Propylene glycol, a humectant and preservative, was found in 56 (20%) of 276 products, making it the sixth most common allergen. Formaldehyde releasers, used as preservatives, were grouped together and were the seventh most common allergens, discovered in 55 (20%) of 276 products. Iodopropynyl butylcarbamate, a preservative, was the eighth most common allergen found in 45 (16%) of 276 products. Lanolin, a component of moisturizer used to soothe the skin, was the ninth most common allergen and was identified in 27 (10%) of 276 products.
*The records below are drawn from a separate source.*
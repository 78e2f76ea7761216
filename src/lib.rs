//! Bias correction and drought-frequency statistics for annual precipitation
//! ensembles.
//!
//! The crate covers three steps of a drought attribution workflow:
//!
//! - [`fit_and_build_transfer`] fits Gamma distributions to modeled and
//!   observed reference samples and builds the quantile-mapping function that
//!   [`apply_transfer`] runs over a whole [`Ensemble`].
//! - [`extract_quantile`] reads one quantile per run over a period.
//! - [`estimate_exceedance_probability`] bootstraps the probability of a run
//!   falling at or below a threshold.
//!
//! [`DroughtReport::compute`] chains them into intensity-frequency curves and
//! hyper-drought statistics per comparison period.
//!
//! Randomness is always injected: every stochastic entry point takes an
//! `&mut impl Rng`, and a fixed seed reproduces the result on any schedule.

mod analysis;
mod config;
mod correction;
mod display;
mod distribution;
mod error;
mod resample;
mod series;
mod smoothing;
mod statistics;
pub mod units;

pub use crate::analysis::*;
pub use crate::config::*;
pub use crate::correction::*;
pub use crate::display::*;
pub use crate::distribution::*;
pub use crate::error::{Error, Result};
pub use crate::resample::*;
pub use crate::series::*;
pub use crate::smoothing::lowess;
pub use crate::statistics::*;
pub use rand;
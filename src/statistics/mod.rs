/// A statistic computed from a data container `D`, producing `T`.
pub trait Statistic<D, T> {
    /// Computes the statistic.
    fn compute(&self, data: &D) -> T;
}

mod mean;
mod variance;
mod cdf;
mod quantile;
mod anomaly;

pub use mean::Mean;
pub use variance::{StdDev, Variance};
pub use cdf::{CDF, EmpiricalCDF, PercentileKind};
pub use quantile::Quantile;
pub use anomaly::{Anomaly, Standardize, StandardizedAnomaly, deficit_percent};

impl<D, T1, T2, S1, S2> Statistic<D, (T1, T2)> for (S1, S2)
where
    S1: Statistic<D, T1>,
    S2: Statistic<D, T2>,
{
    #[inline]
    fn compute(&self, data: &D) -> (T1, T2) {
        (self.0.compute(data), self.1.compute(data))
    }
}
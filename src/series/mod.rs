mod ensemble;
mod read;

use std::fmt;

use serde::{Deserialize, Serialize};

use crate::error::{Error, Result};

pub use ensemble::{Ensemble, RunId, RunMap};

/// Closed calendar-year interval `[start, end]`.
#[derive(Debug, Clone, Copy, PartialEq, Eq, Hash, Serialize, Deserialize)]
#[serde(try_from = "RawPeriod")]
pub struct Period {
    start: i32,
    end: i32,
}

#[derive(Deserialize)]
struct RawPeriod {
    start: i32,
    end: i32,
}

impl TryFrom<RawPeriod> for Period {
    type Error = Error;

    fn try_from(raw: RawPeriod) -> Result<Self> {
        Self::new(raw.start, raw.end)
    }
}

impl Period {
    /// Creates a period, rejecting `start > end`.
    pub fn new(start: i32, end: i32) -> Result<Self> {
        if start > end {
            return Err(Error::invalid(format!(
                "period start {start} is after its end {end}"
            )));
        }
        Ok(Self { start, end })
    }

    /// For compile-time constants whose ordering is known.
    pub(crate) const fn fixed(start: i32, end: i32) -> Self {
        Self { start, end }
    }

    /// First year of the period.
    pub fn start(&self) -> i32 {
        self.start
    }

    /// Last year of the period (inclusive).
    pub fn end(&self) -> i32 {
        self.end
    }

    /// Number of calendar years covered.
    pub fn n_years(&self) -> usize {
        (self.end.abs_diff(self.start) as usize).saturating_add(1)
    }

    /// `true` if `year` falls inside the period (both ends inclusive).
    #[inline]
    pub fn contains(&self, year: i32) -> bool {
        self.start <= year && year <= self.end
    }
}

impl fmt::Display for Period {
    fn fmt(&self, f: &mut fmt::Formatter<'_>) -> fmt::Result {
        write!(f, "{}-{}", self.start, self.end)
    }
}

/// Annual time series: one value per calendar year.
///
/// Years are strictly increasing. Gaps are allowed; a missing year is simply
/// absent, never stored as a placeholder value, so NaN is rejected on
/// construction. Infinite values are kept, since distribution tails may
/// legitimately saturate to `+∞`.
#[derive(Debug, Clone, Default, PartialEq)]
pub struct YearSeries {
    years: Vec<i32>,
    values: Vec<f64>,
}

impl YearSeries {
    /// Creates a series from parallel year and value vectors.
    pub fn new(years: Vec<i32>, values: Vec<f64>) -> Result<Self> {
        if years.len() != values.len() {
            return Err(Error::invalid(format!(
                "length mismatch: {} years but {} values",
                years.len(),
                values.len()
            )));
        }
        if let Some((a, b)) = years.iter().zip(years.iter().skip(1)).find(|(a, b)| a >= b) {
            return Err(Error::invalid(format!(
                "years must be strictly increasing, found {a} followed by {b}"
            )));
        }
        if let Some((year, _)) = years.iter().zip(&values).find(|(_, v)| v.is_nan()) {
            return Err(Error::invalid(format!(
                "NaN value for year {year}; drop missing years instead"
            )));
        }
        Ok(Self { years, values })
    }

    /// Creates a series from `(year, value)` pairs.
    pub fn from_pairs<I: IntoIterator<Item = (i32, f64)>>(pairs: I) -> Result<Self> {
        let (years, values) = pairs.into_iter().unzip();
        Self::new(years, values)
    }

    /// Creates a series of consecutive years starting at `first_year`.
    pub fn consecutive(first_year: i32, values: Vec<f64>) -> Result<Self> {
        let years = (first_year..).take(values.len()).collect();
        Self::new(years, values)
    }

    /// Number of years present.
    pub fn len(&self) -> usize {
        self.years.len()
    }

    /// `true` if the series holds no years.
    pub fn is_empty(&self) -> bool {
        self.years.is_empty()
    }

    /// Years in increasing order.
    pub fn years(&self) -> &[i32] {
        &self.years
    }

    /// Values aligned with [`YearSeries::years`].
    pub fn values(&self) -> &[f64] {
        &self.values
    }

    /// Iterates over `(year, value)` pairs.
    pub fn iter(&self) -> impl Iterator<Item = (i32, f64)> + '_ {
        self.years.iter().copied().zip(self.values.iter().copied())
    }

    /// Value for `year`, if present.
    pub fn get(&self, year: i32) -> Option<f64> {
        self.years
            .binary_search(&year)
            .ok()
            .and_then(|idx| self.values.get(idx).copied())
    }

    /// Values whose year lies inside `period`, in year order.
    pub fn window(&self, period: Period) -> Vec<f64> {
        self.iter()
            .filter(|&(year, _)| period.contains(year))
            .map(|(_, v)| v)
            .collect()
    }

    /// Sub-series restricted to `period`.
    pub fn select(&self, period: Period) -> Self {
        let (years, values) = self.iter().filter(|&(year, _)| period.contains(year)).unzip();
        Self { years, values }
    }

    /// Sub-series of the years whose value is at or below `threshold`.
    pub fn at_or_below(&self, threshold: f64) -> Self {
        let (years, values) = self.iter().filter(|&(_, v)| v <= threshold).unzip();
        Self { years, values }
    }

    /// Applies `f` to every value, keeping the year axis.
    ///
    /// Fails if `f` produces NaN.
    pub fn try_map(&self, f: impl Fn(f64) -> f64) -> Result<Self> {
        Self::new(self.years.clone(), self.values.iter().map(|&v| f(v)).collect())
    }

    pub(crate) fn map_unchecked(&self, f: impl Fn(f64) -> f64) -> Self {
        Self {
            years: self.years.clone(),
            values: self.values.iter().map(|&v| f(v)).collect(),
        }
    }
}

impl AsRef<[f64]> for YearSeries {
    fn as_ref(&self) -> &[f64] {
        &self.values
    }
}
//! 权限判定结果与权限处理器
//!
//! 处理器只产出判定结果；结合 `allowed_roles` / `allowed_users` 做最终裁决属于宿主职责。
//!
use crate::interaction::CommandInteraction;
use async_trait::async_trait;
use serde::{Deserialize, Serialize};

/// 处理器返回 `false` 且未给出原因时使用的拒绝说明
pub const DEFAULT_DENIAL_REASON: &str = "you are not allowed to use this command";

#[derive(Debug, Clone, PartialEq, Eq, Serialize, Deserialize)]
#[serde(tag = "outcome", content = "reason", rename_all = "snake_case")]
pub enum Permission {
    Allowed,
    /// 携带面向用户的拒绝原因
    Denied(String),
}

impl Permission {
    pub fn denied(reason: impl Into<String>) -> Self {
        Self::Denied(reason.into())
    }

    pub fn is_allowed(&self) -> bool {
        matches!(self, Self::Allowed)
    }

    pub fn denial_reason(&self) -> Option<&str> {
        match self {
            Self::Allowed => None,
            Self::Denied(reason) => Some(reason),
        }
    }
}

impl From<bool> for Permission {
    fn from(allowed: bool) -> Self {
        if allowed {
            Self::Allowed
        } else {
            Self::Denied(DEFAULT_DENIAL_REASON.to_string())
        }
    }
}

impl From<String> for Permission {
    fn from(reason: String) -> Self {
        Self::Denied(reason)
    }
}

impl From<&str> for Permission {
    fn from(reason: &str) -> Self {
        Self::Denied(reason.to_string())
    }
}

/// 权限处理器
///
/// 同步闭包（返回 `bool`、`String`、`&'static str` 或 `Permission`）通过通用实现直接可用；
/// 需要异步查询的处理器自行实现该 trait。
#[async_trait]
pub trait PermissionHandler: Send + Sync {
    async fn check(&self, interaction: &CommandInteraction) -> Permission;
}

#[async_trait]
impl<F, R> PermissionHandler for F
where
    F: Fn(&CommandInteraction) -> R + Send + Sync,
    R: Into<Permission> + Send,
{
    async fn check(&self, interaction: &CommandInteraction) -> Permission {
        (self)(interaction).into()
    }
}
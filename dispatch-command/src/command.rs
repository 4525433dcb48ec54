use crate::{
    context::RunContext, error::CommandResult, permission::PermissionHandler, snowflake::Snowflake,
};
use async_trait::async_trait;
use bon::Builder;
use serde::{Deserialize, Serialize};
use serde_json::Value;

/// 应用命令类型
#[derive(Debug, Clone, Copy, Default, PartialEq, Eq, Serialize, Deserialize)]
#[serde(rename_all = "SCREAMING_SNAKE_CASE")]
pub enum CommandKind {
    /// 斜杠命令
    #[default]
    ChatInput,
    /// 用户右键菜单
    User,
    /// 消息右键菜单
    Message,
}

#[derive(Debug, Clone, Copy, PartialEq, Eq, Serialize, Deserialize)]
#[serde(rename_all = "SCREAMING_SNAKE_CASE")]
pub enum CommandOptionKind {
    SubCommand,
    SubCommandGroup,
    String,
    Integer,
    Boolean,
    User,
    Channel,
    Role,
    Mentionable,
    Number,
    Attachment,
}

#[derive(Debug, Clone, PartialEq, Serialize, Deserialize)]
pub struct CommandOptionChoice {
    pub name: String,
    pub value: Value,
}

/// 命令参数
#[derive(Builder, Debug, Clone, PartialEq, Serialize, Deserialize)]
pub struct CommandOption {
    #[builder(into)]
    pub name: String,
    #[builder(into)]
    pub description: String,
    #[serde(rename = "type")]
    pub kind: CommandOptionKind,
    #[builder(default)]
    #[serde(default)]
    pub required: bool,
    #[builder(default)]
    #[serde(default, skip_serializing_if = "Vec::is_empty")]
    pub choices: Vec<CommandOptionChoice>,
    /// 子命令 / 子命令组的嵌套参数
    #[builder(default)]
    #[serde(default, skip_serializing_if = "Vec::is_empty")]
    pub options: Vec<CommandOption>,
}

/// 命令元数据（名称、描述、参数、类型）
///
/// 由宿主注册到平台；守卫只检查 `name` 是否存在，不校验其余字段。
///
/// ```rust
/// use dispatch_command::command::{CommandData, CommandKind};
///
/// let data = CommandData::builder()
///     .name("ping")
///     .description("Replies with pong")
///     .build();
/// assert_eq!(data.kind, CommandKind::ChatInput);
/// assert!(data.options.is_empty());
/// ```
#[derive(Builder, Debug, Clone, PartialEq, Serialize, Deserialize)]
pub struct CommandData {
    #[builder(into)]
    pub name: String,
    #[builder(into, default)]
    #[serde(default)]
    pub description: String,
    #[builder(default)]
    #[serde(default, skip_serializing_if = "Vec::is_empty")]
    pub options: Vec<CommandOption>,
    #[builder(default)]
    #[serde(rename = "type", default)]
    pub kind: CommandKind,
}

/// 斜杠命令插件（Command）
///
/// 插件作者实现该 trait，在启动时交给宿主框架；本 crate 不创建、不修改、也不执行命令。
/// - `run`：命令被调用后由宿主执行；
/// - `allowed_roles` / `allowed_users`：静态权限，缺省为 `None`（不限制）；
/// - `permission_handler`：动态权限，构造后只读（通过 `&self` 暴露）。
///
/// 来自动态加载等编译期无法约束的来源时，先用 [`is_command`](crate::guard::is_command)
/// 做结构检查。
#[async_trait]
pub trait Command: Send + Sync {
    fn data(&self) -> &CommandData;

    fn name(&self) -> &str {
        &self.data().name
    }

    async fn run(&self, ctx: RunContext<'_>) -> CommandResult<()>;

    fn allowed_roles(&self) -> Option<&[Snowflake]> {
        None
    }

    fn allowed_users(&self) -> Option<&[Snowflake]> {
        None
    }

    fn permission_handler(&self) -> Option<&dyn PermissionHandler> {
        None
    }
}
Methylisothiazolinone/ methylchloroisothiazolinone (MCI/MI) is another preservative and was the 10th most common allergen in moisturizers, found in 17 (6%) of 276 available products.
See Table 1 for a summary of the 10 most common allergens in moisturizers.


The most prevalent allergen identified in our analysis of moisturizers in the Walgreens database was fragrance, identified in 67.7 percent of moisturizers. When fragrance-related allergens are also considered, the proportion of moisturizers containing either fragrance or a fragrance-related allergen increases to 83 percent. Fragrances are ingredients added to a product to add a pleasurable odor. More than 100 fragrance ingredients have been identified as allergens.[9] The prevalence of contact allergy to fragrances has been reported to be between 5 percent and 12.8 percent.[10] Fragrance has been identified as a major sensitizer in topically applied products and the most common cause of ACD  from personal care products.[11] ACD of the face and body due to the fragrance contained in moisturizers has been previously reported.[12,13]

Patch testing for fragrance allergy uses fragrance mix and balsam of Peru. Although these were previously reported to identify 80 percent of those allergic to fragrance, they may only identify 60 to 70 percent of patients with fragrance allergy due to the evolving nature of fragrance use in the cosmetic industry. Therefore, it may be beneficial to use additional allergens or the patient’s own product when patch testing.[8] For example, fragrance mix II, containing six additional fragrance allergens, was found to identify 30 percent additional fragrance-sensitive patients missed using only the traditional fragrance mix.[14] After having a positive patch test reaction to fragrance, it may be difficult to elicit which moisturizers do not contain the particular allergen since manufacturers are not mandated to list their fragrance formulas.[8] Because fragrance allergy is an increasing problem, the European Cosmetics Directive recently introduced the mandatory labeling of 26 fragrance ingredients if the concentration in the product surpasses either 0.001% in leave-on products or 0.01% in rinse-off products.[15]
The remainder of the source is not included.